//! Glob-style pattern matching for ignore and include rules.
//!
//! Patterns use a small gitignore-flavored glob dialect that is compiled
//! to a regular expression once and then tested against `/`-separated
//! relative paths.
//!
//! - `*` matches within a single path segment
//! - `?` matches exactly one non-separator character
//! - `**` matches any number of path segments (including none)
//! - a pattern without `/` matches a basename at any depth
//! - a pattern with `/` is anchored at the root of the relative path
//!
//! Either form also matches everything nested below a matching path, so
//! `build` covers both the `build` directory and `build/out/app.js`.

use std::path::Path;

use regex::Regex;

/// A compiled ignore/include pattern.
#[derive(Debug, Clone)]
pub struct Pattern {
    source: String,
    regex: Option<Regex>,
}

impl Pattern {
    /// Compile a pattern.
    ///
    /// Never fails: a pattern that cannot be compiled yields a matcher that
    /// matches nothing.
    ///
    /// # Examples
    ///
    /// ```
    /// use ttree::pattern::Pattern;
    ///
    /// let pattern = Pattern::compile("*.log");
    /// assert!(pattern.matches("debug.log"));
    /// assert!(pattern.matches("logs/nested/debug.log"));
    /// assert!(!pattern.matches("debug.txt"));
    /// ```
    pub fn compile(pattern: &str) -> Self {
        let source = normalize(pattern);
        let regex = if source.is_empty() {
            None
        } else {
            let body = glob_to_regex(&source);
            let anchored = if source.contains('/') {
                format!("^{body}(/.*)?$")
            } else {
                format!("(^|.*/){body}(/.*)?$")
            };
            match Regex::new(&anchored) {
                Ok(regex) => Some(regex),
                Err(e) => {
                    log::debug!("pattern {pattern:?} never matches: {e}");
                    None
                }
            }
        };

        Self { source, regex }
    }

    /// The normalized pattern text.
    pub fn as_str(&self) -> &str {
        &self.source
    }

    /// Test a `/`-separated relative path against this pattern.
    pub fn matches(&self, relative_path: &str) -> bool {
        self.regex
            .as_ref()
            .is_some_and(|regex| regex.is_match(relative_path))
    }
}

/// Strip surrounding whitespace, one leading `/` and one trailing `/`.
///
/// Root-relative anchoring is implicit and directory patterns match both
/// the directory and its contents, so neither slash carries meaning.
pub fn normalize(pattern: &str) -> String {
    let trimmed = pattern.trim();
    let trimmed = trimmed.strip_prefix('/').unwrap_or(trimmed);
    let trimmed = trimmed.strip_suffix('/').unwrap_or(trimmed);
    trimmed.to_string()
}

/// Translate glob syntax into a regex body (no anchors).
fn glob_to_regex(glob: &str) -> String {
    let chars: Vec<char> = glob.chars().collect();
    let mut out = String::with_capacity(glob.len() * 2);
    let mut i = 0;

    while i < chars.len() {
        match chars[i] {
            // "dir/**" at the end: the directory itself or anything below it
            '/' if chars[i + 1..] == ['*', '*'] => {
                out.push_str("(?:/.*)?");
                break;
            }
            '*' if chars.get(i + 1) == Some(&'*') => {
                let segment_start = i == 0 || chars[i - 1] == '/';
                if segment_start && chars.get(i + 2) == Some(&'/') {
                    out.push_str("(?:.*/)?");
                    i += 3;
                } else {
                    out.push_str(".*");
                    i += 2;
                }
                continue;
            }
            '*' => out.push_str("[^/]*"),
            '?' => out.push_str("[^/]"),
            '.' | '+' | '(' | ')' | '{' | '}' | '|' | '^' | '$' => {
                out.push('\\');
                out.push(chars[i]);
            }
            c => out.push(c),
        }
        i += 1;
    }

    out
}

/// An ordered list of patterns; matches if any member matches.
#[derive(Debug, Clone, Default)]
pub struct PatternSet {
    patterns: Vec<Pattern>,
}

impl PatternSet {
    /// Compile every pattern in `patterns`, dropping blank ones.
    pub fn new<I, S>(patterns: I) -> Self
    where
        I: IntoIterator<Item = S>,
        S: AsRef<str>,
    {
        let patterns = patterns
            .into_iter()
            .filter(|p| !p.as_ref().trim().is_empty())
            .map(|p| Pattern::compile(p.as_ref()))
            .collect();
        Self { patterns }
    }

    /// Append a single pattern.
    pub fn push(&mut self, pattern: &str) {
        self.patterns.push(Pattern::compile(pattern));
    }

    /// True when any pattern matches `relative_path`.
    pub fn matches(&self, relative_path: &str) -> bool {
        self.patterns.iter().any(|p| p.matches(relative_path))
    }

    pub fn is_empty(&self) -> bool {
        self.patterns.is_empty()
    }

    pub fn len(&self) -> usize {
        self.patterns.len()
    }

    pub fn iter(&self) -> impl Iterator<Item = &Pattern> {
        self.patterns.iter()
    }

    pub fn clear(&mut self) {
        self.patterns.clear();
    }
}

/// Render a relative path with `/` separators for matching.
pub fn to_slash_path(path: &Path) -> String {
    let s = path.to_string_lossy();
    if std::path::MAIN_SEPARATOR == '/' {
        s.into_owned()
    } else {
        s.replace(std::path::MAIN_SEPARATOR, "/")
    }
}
---*---
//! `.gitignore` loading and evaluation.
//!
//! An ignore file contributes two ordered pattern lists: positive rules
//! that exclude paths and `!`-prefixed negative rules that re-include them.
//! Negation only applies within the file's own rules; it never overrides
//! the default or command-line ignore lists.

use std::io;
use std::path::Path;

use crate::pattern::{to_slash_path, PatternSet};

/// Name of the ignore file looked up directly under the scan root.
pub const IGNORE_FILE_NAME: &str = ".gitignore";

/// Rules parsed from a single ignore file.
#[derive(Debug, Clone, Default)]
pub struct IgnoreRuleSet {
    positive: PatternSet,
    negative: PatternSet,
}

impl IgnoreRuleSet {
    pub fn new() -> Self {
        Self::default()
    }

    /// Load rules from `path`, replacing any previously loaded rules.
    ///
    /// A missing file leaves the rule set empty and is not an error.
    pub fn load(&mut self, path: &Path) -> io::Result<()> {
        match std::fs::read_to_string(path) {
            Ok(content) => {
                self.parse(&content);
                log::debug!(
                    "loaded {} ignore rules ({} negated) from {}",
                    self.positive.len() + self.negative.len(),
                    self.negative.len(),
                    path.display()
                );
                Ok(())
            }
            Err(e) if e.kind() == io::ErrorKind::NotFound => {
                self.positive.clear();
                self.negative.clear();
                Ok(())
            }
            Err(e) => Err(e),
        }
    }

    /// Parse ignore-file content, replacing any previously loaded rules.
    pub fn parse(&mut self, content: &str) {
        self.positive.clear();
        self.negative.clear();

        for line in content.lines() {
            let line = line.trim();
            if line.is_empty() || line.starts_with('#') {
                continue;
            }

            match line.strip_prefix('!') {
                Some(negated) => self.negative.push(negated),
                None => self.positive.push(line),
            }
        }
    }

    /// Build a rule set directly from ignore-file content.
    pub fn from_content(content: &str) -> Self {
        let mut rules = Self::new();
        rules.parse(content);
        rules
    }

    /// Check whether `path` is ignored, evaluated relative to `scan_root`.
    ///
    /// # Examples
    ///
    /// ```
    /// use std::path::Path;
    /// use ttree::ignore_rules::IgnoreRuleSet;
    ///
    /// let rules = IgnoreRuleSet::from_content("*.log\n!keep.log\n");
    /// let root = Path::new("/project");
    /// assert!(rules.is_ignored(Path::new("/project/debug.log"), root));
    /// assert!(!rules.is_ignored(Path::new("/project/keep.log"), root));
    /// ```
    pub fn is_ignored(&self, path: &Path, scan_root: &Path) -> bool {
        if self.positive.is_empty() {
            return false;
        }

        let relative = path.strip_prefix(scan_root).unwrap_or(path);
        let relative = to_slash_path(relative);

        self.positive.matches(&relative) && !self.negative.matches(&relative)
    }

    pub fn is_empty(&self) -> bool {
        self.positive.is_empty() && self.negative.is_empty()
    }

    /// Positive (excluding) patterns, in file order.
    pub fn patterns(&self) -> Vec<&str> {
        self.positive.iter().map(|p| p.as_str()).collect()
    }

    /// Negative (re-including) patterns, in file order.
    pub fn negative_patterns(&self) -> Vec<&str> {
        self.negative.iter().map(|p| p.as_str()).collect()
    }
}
---*---
Scan the records for the word "including". Copy each line where it turns up.

WORKED SOLUTION ▸
//! - `**` matches any number of path segments (including none)
    /// Negative (re-including) patterns, in file order.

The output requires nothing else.